Kaki estava aposentado desde 2016, mas seguia como referência do atletismo nacional. Ele ganhou notoriedade mundial ao conquistar os títulos dos 800 metros indoor em Valência, em 2008, e em Doha, em 2010. Em Valência, inclusive, fez história ao se tornar o campeão mais jovem da prova, com apenas 18 anos.
Herói do esporte sudanês
Além das conquistas em mundiais, Kaki também levou o nome do Sudão às Olimpíadas de Pequim, em 2008, e Londres, em 2012. Em sua estreia olímpica, chegou até a semifinal, e no mesmo ano estabeleceu o recorde mundial júnior dos 800 metros, com o tempo de 1min42s69 — marca que ainda impressiona especialistas da modalidade.
Sua carreira, marcada por velocidade e força, foi interrompida precocemente em 2016 devido a lesões.

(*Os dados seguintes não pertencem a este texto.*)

//! Offline tool round-trip against a scripted Anthropic-shaped model.
use std::collections::VecDeque;
use std::sync::{Arc, Mutex};

use futures::stream;
use gateway_core::prelude::*;
use gateway_core::{ChatRequest, RawChunkStream};
use serde_json::{Value, json};

struct ScriptedClaude {
    rounds: Mutex<VecDeque<Vec<Value>>>,
}

#[async_trait::async_trait]
impl ChatModel for ScriptedClaude {
    async fn stream_chat(&self, request: ChatRequest) -> Result<RawChunkStream, GatewayError> {
        let round = self
            .rounds
            .lock()
            .map_err(|_| GatewayError::Protocol("script lock poisoned".into()))?
            .pop_front()
            .ok_or_else(|| GatewayError::Protocol(format!("no script for call {}", request.iteration)))?;
        Ok(Box::pin(stream::iter(round.into_iter().map(Ok))))
    }
}

struct Weather;

#[async_trait::async_trait]
impl PluginInvoker for Weather {
    async fn invoke(
        &self,
        _call_id: &str,
        function_name: &str,
        arguments: &str,
    ) -> Result<String, PluginError> {
        if function_name != "weather_invoke" {
            return Err(PluginError::UnknownFunction(function_name.to_string()));
        }
        let args: Value = serde_json::from_str(arguments).map_err(|e| PluginError::InvalidArguments {
            function_name: function_name.to_string(),
            message: e.to_string(),
        })?;
        Ok(json!({ "city": args["city"], "celsius": 4 }).to_string())
    }
}

fn rounds() -> VecDeque<Vec<Value>> {
    VecDeque::from([
        vec![
            json!({"type":"message_start","message":{"usage":{"input_tokens":42,"output_tokens":1}}}),
            json!({"type":"content_block_start","index":0,"content_block":{"type":"tool_use","id":"toolu_1","name":"weather_invoke","input":{}}}),
            json!({"type":"content_block_delta","index":0,"delta":{"type":"input_json_delta","partial_json":"{\"city\":"}}),
            json!({"type":"content_block_delta","index":0,"delta":{"type":"input_json_delta","partial_json":"\"Oslo\"}"}}),
            json!({"type":"content_block_stop","index":0}),
            json!({"type":"message_delta","delta":{"stop_reason":"tool_use"},"usage":{"output_tokens":18}}),
            json!({"type":"message_stop"}),
        ],
        vec![
            json!({"type":"message_start","message":{"usage":{"input_tokens":80,"output_tokens":1}}}),
            json!({"type":"content_block_start","index":0,"content_block":{"type":"text","text":""}}),
            json!({"type":"content_block_delta","index":0,"delta":{"type":"text_delta","text":"It is 4°C"}}),
            json!({"type":"content_block_delta","index":0,"delta":{"type":"text_delta","text":" in Oslo."}}),
            json!({"type":"message_delta","delta":{"stop_reason":"end_turn"},"usage":{"output_tokens":9}}),
            json!({"type":"message_stop"}),
        ],
    ])
}

#[tokio::main(flavor = "current_thread")]
async fn main() -> Result<(), GatewayError> {
    gateway_core::init_observability();

    let gateway = Gateway::builder()
        .register_model(
            ProviderKind::Anthropic,
            Arc::new(ScriptedClaude {
                rounds: Mutex::new(rounds()),
            }),
        )
        .plugin_invoker(Arc::new(Weather))
        .build()?;

    let mut turn = gateway
        .turn(ModelRef::new("anthropic", "claude-sonnet"))
        .user_text("What's the weather in Oslo?")
        .plugin(EnabledPlugin::new("weather", "Weather").function(ToolDefinition::new(
            "weather_invoke",
            "Current weather for a city",
            json!({"type":"object","properties":{"city":{"type":"string"}},"required":["city"]}),
        )))
        .start_stream()
        .await?;

    while let Some(item) = turn.next_item().await {
        println!("{}", serde_json::to_string(&item).unwrap_or_default());
    }
    let summary = turn.finish().await?;
    println!("answer: {} ({} tokens)", summary.text, summary.usage.total_tokens);
    Ok(())
}
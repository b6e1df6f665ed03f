use serde_json::{Map, Value, json};
use tracing::debug;

use super::config::WireFormat;
use crate::client::ChatRequest;
use crate::history::{ChatMessage, ToolCallRequest};
use crate::plugin::ToolDefinition;

const RESERVED_KEYS: [&str; 4] = ["model", "messages", "stream", "tools"];

/// Renders the streaming request body for one inner call.
pub(crate) fn build_request_body(request: &ChatRequest, format: WireFormat) -> Value {
    let messages: Vec<Value> = request
        .messages
        .iter()
        .map(|message| render_message(message, format))
        .collect();

    let mut body = Map::new();
    body.insert("model".into(), json!(request.model));
    body.insert("messages".into(), Value::Array(messages));
    body.insert("stream".into(), json!(true));
    if format == WireFormat::ChatCompletions {
        body.insert("stream_options".into(), json!({ "include_usage": true }));
    }
    if !request.tools.is_empty() {
        let tools: Vec<Value> = request.tools.iter().map(render_tool).collect();
        body.insert("tools".into(), Value::Array(tools));
    }

    let mut settings = request.settings.clone();
    for key in RESERVED_KEYS {
        if settings.remove(key).is_some() {
            debug!(key, "ignoring execution setting that would override the request");
        }
    }
    match format {
        WireFormat::ChatCompletions => body.extend(settings),
        // Ollama reads sampling parameters from `options`.
        WireFormat::OllamaChat if !settings.is_empty() => {
            body.insert("options".into(), Value::Object(settings));
        }
        WireFormat::OllamaChat => {}
    }
    Value::Object(body)
}

fn render_message(message: &ChatMessage, format: WireFormat) -> Value {
    match message {
        ChatMessage::System { content } => json!({ "role": "system", "content": content }),
        ChatMessage::User { content } => json!({ "role": "user", "content": content }),
        ChatMessage::Assistant { content } => json!({ "role": "assistant", "content": content }),
        ChatMessage::AssistantToolCalls { calls } => {
            let calls: Vec<Value> = calls
                .iter()
                .map(|call| render_tool_call(call, format))
                .collect();
            match format {
                WireFormat::ChatCompletions => {
                    json!({ "role": "assistant", "content": null, "tool_calls": calls })
                }
                WireFormat::OllamaChat => {
                    json!({ "role": "assistant", "content": "", "tool_calls": calls })
                }
            }
        }
        ChatMessage::Tool {
            call_id,
            function_name,
            content,
        } => match format {
            WireFormat::ChatCompletions => json!({
                "role": "tool",
                "tool_call_id": call_id,
                "name": function_name,
                "content": content,
            }),
            WireFormat::OllamaChat => json!({
                "role": "tool",
                "tool_name": function_name,
                "content": content,
            }),
        },
    }
}

fn render_tool_call(call: &ToolCallRequest, format: WireFormat) -> Value {
    match format {
        WireFormat::ChatCompletions => json!({
            "id": call.call_id,
            "type": "function",
            "function": { "name": call.function_name, "arguments": call.arguments },
        }),
        WireFormat::OllamaChat => {
            // Ollama wants the arguments object, not its JSON text.
            let arguments = serde_json::from_str::<Value>(&call.arguments)
                .unwrap_or_else(|_| Value::String(call.arguments.clone()));
            json!({ "function": { "name": call.function_name, "arguments": arguments } })
        }
    }
}

fn render_tool(tool: &ToolDefinition) -> Value {
    json!({
        "type": "function",
        "function": {
            "name": tool.name,
            "description": tool.description,
            "parameters": tool.parameters,
        },
    })
}

#[cfg(test)]
mod tests {
    use super::*;
    use crate::history::ConversationHistory;
    use crate::model::ProviderKind;

    fn request() -> ChatRequest {
        let mut history = ConversationHistory::new().system("be brief").user("2+2?");
        history.record_tool_call_intent(vec![ToolCallRequest {
            call_id: "call_1".into(),
            function_name: "calculator_invoke".into(),
            arguments: r#"{"expr":"2+2"}"#.into(),
        }]);
        history.record_tool_result("call_1", "calculator_invoke", "4");

        let mut settings = serde_json::Map::new();
        settings.insert("temperature".into(), json!(0.1));
        settings.insert("stream".into(), json!(false));
        ChatRequest {
            turn_id: uuid::Uuid::new_v4(),
            iteration: 2,
            provider: ProviderKind::OpenAi,
            model: "gpt-4o-mini".into(),
            messages: history.messages().to_vec(),
            tools: vec![ToolDefinition::new(
                "calculator_invoke",
                "Evaluate arithmetic",
                json!({"type":"object"}),
            )],
            settings,
            auto_invoke_tools: false,
        }
    }

    #[test]
    fn chat_completions_body_carries_tool_round_trip() {
        let body = build_request_body(&request(), WireFormat::ChatCompletions);
        assert_eq!(body["model"], "gpt-4o-mini");
        assert_eq!(body["stream"], true);
        assert_eq!(body["stream_options"]["include_usage"], true);
        assert_eq!(body["temperature"], 0.1);
        assert_eq!(body["tools"][0]["function"]["name"], "calculator_invoke");

        let messages = body["messages"].as_array().expect("messages");
        assert_eq!(messages.len(), 4);
        assert_eq!(messages[2]["tool_calls"][0]["id"], "call_1");
        assert_eq!(
            messages[2]["tool_calls"][0]["function"]["arguments"],
            r#"{"expr":"2+2"}"#
        );
        assert_eq!(messages[3]["role"], "tool");
        assert_eq!(messages[3]["tool_call_id"], "call_1");
    }

    #[test]
    fn ollama_body_nests_settings_and_parses_arguments() {
        let body = build_request_body(&request(), WireFormat::OllamaChat);
        assert!(body.get("stream_options").is_none());
        assert!(body.get("temperature").is_none());
        assert_eq!(body["options"]["temperature"], 0.1);
        assert_eq!(body["stream"], true);
        let messages = body["messages"].as_array().expect("messages");
        assert_eq!(messages[2]["tool_calls"][0]["function"]["arguments"]["expr"], "2+2");
        assert_eq!(messages[3]["tool_name"], "calculator_invoke");
    }
}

Apesar disso, ele deixou um legado de superação e orgulho para o povo sudanês, especialmente em um país onde o acesso ao esporte de alto rendimento é limitado.
Sudão mergulhado na maior crise humanitária atual
A morte de Kaki ocorre em meio a uma grave guerra civil que assola o Sudão desde abril de 2023. Os confrontos entre o Exército regular e forças paramilitares transformaram diversas cidades em zonas de conflito intenso, incluindo El Fasher, onde o ex-atleta vivia com sua família.
De acordo com a Organização das Nações Unidas (ONU), o país vive atualmente a maior crise humanitária do mundo. Cerca de 12 milhões de pessoas já foram forçadas a deixar suas casas desde o início dos combates — número que cresce a cada semana, diante da violência generalizada e do colapso dos serviços públicos.
Símbolo de uma geração e vítima da guerra
A morte de Abubaker Kaki não é apenas uma perda para o esporte, mas também um retrato da tragédia humanitária que atinge milhões no Sudão. O ex-atleta, que tantas vezes levou alegria ao seu povo com conquistas internacionais, agora se torna símbolo do sofrimento causado por uma guerra que já dura dois anos e não dá sinais de cessar.
Enquanto o mundo lamenta a perda de um talento esportivo, a comunidade internacional segue pressionada a buscar soluções para conter a escalada de violência no país africano — onde nem mesmo os heróis olímpicos estão a salvo.